[Data to examine]
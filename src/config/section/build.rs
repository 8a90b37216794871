//! `[build]` section configuration.
//!
//! # Example
//!
//! ```toml
//! [build]
//! output = "dist"                 # Published output directory
//! public = "public"               # Copied verbatim into the output
//! minify = true                   # Minify HTML and sitemap
//! formats = ["png", "jpg"]        # Narrow the format registry
//! shell = "shell.html"            # Custom document shell
//! converter = "/pkg/localmorph_converter.js"
//!
//! [build.sitemap]
//! enable = true
//! path = "sitemap.xml"
//! ```

use crate::config::ConfigDiagnostics;
use crate::core::{FormatRegistry, SupportedFormat};
use serde::{Deserialize, Serialize};
use std::path::{Component, Path, PathBuf};

/// Module URL the browser imports the converter from.
pub const DEFAULT_CONVERTER_URL: &str = "/pkg/localmorph_converter.js";

/// Build settings.
#[derive(Debug, Clone, Serialize, Deserialize)]
#[serde(default)]
pub struct BuildSectionConfig {
    /// Output directory, swapped in whole after a successful build.
    pub output: PathBuf,

    /// Static files copied into the output (e.g. the converter module).
    pub public: PathBuf,

    /// Minify generated HTML and XML.
    pub minify: bool,

    /// Formats exposed by the site, in menu and route order.
    pub formats: Option<Vec<SupportedFormat>>,

    /// Custom HTML shell; the embedded one is used when unset.
    pub shell: Option<PathBuf>,

    /// Module URL of the converter, as seen from the browser.
    pub converter: String,

    /// Sitemap generation.
    pub sitemap: SitemapConfig,

    /// Remove leftovers of interrupted builds first (CLI only).
    #[serde(skip)]
    pub clean: bool,
}

impl Default for BuildSectionConfig {
    fn default() -> Self {
        Self {
            output: "dist".into(),
            public: "public".into(),
            minify: true,
            formats: None,
            shell: None,
            converter: DEFAULT_CONVERTER_URL.into(),
            sitemap: SitemapConfig::default(),
            clean: false,
        }
    }
}

/// `[build.sitemap]`
#[derive(Debug, Clone, Serialize, Deserialize)]
#[serde(default)]
pub struct SitemapConfig {
    /// Enable sitemap generation.
    pub enable: bool,
    /// Output path, relative to the output directory.
    pub path: PathBuf,
}

impl Default for SitemapConfig {
    fn default() -> Self {
        Self {
            enable: true,
            path: "sitemap.xml".into(),
        }
    }
}

impl BuildSectionConfig {
    /// Registry selected by `formats`, or every supported format.
    pub fn registry(&self) -> FormatRegistry {
        match &self.formats {
            Some(formats) => FormatRegistry::new(formats.iter().copied()),
            None => FormatRegistry::standard(),
        }
    }

    /// Validate build configuration.
    ///
    /// Paths are expected to be resolved against the project root already.
    pub fn validate(&self, root: &Path, diag: &mut ConfigDiagnostics) {
        if self.formats.as_ref().is_some_and(Vec::is_empty) {
            diag.error_with_hint(
                "build.formats",
                "must list at least one format",
                "remove the key to expose every supported format",
            );
        }

        if self.output == root || root.starts_with(&self.output) {
            diag.error(
                "build.output",
                format!(
                    "`{}` would replace the project directory",
                    self.output.display()
                ),
            );
        }

        if let Some(shell) = &self.shell
            && !shell.is_file()
        {
            diag.error("build.shell", format!("`{}` not found", shell.display()));
        }

        if !is_plain_relative(&self.sitemap.path) {
            diag.error_with_hint(
                "build.sitemap.path",
                format!("`{}` must stay inside the output", self.sitemap.path.display()),
                "use a relative path such as \"sitemap.xml\"",
            );
        }

        if self.converter.trim().is_empty() {
            diag.error("build.converter", "must not be empty");
        }
    }
}

/// Relative path without `..` or root components.
fn is_plain_relative(path: &Path) -> bool {
    !path.as_os_str().is_empty()
        && path
            .components()
            .all(|component| matches!(component, Component::Normal(_)))
}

[Task directions]
Wherever a line in the data above holds "generation", copy that line.

[Worked solution]
    /// Sitemap generation.
    /// Enable sitemap generation.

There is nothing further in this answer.